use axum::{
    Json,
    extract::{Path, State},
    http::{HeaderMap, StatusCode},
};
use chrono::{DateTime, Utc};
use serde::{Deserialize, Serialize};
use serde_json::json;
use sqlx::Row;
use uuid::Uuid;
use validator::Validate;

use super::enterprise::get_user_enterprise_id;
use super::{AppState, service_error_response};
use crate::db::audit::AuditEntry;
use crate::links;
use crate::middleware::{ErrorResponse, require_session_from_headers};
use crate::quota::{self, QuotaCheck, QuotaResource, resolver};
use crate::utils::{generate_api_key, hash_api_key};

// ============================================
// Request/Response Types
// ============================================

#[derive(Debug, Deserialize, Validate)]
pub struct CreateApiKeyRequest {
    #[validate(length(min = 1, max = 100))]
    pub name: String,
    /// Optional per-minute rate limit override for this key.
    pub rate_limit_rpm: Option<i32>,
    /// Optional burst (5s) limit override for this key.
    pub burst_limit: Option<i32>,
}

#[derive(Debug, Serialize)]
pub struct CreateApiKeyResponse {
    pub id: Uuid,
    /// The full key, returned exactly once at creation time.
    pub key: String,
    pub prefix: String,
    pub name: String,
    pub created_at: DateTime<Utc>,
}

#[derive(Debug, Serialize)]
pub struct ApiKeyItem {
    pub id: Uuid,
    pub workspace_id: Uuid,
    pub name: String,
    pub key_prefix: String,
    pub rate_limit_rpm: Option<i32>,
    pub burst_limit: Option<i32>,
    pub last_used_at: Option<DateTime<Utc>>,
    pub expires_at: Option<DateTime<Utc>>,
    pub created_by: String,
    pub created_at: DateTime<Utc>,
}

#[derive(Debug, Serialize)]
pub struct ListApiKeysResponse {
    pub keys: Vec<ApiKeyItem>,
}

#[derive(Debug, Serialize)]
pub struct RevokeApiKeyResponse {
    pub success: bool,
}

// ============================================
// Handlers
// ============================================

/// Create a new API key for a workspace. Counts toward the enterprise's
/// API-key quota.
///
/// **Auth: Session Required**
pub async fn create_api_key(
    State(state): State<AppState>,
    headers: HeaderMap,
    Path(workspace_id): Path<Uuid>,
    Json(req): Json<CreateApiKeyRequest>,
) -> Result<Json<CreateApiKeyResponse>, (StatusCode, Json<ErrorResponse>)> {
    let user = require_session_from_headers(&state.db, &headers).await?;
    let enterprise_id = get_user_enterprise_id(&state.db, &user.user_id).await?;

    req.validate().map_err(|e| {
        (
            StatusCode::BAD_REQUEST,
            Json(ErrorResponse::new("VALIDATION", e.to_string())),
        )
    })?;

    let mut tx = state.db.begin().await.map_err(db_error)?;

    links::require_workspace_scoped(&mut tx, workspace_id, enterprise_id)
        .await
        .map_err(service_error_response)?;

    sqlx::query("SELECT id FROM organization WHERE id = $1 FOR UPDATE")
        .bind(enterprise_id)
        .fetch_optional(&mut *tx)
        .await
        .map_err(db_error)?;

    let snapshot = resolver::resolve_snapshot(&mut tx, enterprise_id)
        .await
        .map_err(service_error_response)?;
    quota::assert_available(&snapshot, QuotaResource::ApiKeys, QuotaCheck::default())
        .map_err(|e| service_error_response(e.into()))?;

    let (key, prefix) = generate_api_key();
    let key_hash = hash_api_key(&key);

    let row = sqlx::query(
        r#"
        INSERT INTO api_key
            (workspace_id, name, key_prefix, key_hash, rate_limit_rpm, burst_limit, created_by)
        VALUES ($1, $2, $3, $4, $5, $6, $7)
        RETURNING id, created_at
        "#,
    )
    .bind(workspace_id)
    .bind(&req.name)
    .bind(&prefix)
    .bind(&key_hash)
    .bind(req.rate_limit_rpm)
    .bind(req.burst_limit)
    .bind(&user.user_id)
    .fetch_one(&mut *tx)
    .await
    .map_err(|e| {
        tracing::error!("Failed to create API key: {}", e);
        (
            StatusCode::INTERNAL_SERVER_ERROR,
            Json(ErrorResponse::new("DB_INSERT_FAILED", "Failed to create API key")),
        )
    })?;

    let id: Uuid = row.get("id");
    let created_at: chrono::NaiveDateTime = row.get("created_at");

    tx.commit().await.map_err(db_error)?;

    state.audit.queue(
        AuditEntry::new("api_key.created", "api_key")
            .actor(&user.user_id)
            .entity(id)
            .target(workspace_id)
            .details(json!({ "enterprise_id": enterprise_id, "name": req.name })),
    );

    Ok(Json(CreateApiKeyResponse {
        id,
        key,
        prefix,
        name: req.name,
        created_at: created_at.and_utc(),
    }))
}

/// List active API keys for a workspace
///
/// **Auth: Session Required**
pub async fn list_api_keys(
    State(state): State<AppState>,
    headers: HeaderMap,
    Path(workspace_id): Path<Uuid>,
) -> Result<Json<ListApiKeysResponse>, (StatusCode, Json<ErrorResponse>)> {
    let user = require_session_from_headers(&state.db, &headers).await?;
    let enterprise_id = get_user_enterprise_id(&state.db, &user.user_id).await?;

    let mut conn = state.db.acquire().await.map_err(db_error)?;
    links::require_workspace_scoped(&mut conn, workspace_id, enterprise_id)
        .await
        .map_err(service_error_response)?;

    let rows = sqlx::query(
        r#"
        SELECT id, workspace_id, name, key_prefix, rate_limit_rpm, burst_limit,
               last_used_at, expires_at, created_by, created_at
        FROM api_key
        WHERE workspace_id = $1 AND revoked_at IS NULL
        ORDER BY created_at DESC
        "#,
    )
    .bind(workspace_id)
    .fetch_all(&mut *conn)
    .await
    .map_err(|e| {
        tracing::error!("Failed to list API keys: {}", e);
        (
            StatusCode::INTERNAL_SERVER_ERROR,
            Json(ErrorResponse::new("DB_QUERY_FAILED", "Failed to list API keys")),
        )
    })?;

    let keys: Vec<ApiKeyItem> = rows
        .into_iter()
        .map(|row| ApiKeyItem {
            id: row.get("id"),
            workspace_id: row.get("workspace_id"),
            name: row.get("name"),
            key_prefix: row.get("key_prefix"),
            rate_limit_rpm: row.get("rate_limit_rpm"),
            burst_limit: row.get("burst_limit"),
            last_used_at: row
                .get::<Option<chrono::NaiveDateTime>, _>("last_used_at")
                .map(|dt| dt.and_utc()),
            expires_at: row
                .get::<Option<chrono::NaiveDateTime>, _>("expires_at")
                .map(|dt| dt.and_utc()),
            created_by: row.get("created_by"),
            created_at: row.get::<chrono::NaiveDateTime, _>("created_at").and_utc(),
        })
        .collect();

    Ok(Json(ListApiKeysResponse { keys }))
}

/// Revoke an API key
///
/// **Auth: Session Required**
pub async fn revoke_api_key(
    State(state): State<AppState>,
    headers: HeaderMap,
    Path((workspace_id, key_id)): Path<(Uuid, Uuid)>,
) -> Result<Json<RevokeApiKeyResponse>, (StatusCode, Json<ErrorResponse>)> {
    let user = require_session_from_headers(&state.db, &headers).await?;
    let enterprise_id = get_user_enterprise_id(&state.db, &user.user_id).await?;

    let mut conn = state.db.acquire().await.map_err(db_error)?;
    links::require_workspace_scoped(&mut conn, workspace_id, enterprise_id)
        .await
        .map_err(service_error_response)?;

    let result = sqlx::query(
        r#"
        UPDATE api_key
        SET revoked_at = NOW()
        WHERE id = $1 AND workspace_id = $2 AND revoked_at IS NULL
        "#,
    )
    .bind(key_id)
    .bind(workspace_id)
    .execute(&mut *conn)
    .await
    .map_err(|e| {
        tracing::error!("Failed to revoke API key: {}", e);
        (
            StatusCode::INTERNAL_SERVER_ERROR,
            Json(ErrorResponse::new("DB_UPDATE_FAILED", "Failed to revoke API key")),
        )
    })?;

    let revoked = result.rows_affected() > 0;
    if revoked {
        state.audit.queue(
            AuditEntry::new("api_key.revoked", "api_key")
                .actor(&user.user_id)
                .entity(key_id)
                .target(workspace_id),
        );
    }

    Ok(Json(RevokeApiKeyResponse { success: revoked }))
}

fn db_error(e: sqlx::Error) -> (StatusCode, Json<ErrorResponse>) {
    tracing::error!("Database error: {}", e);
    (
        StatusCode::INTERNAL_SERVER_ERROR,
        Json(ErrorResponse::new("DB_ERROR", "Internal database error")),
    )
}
::::
--- BRIEF ---
Copy the lines from the entries above in which the word "SELECT" appears.

--- OUTPUT ---
    sqlx::query("SELECT id FROM organization WHERE id = $1 FOR UPDATE")
        SELECT id, workspace_id, name, key_prefix, rate_limit_rpm, burst_limit,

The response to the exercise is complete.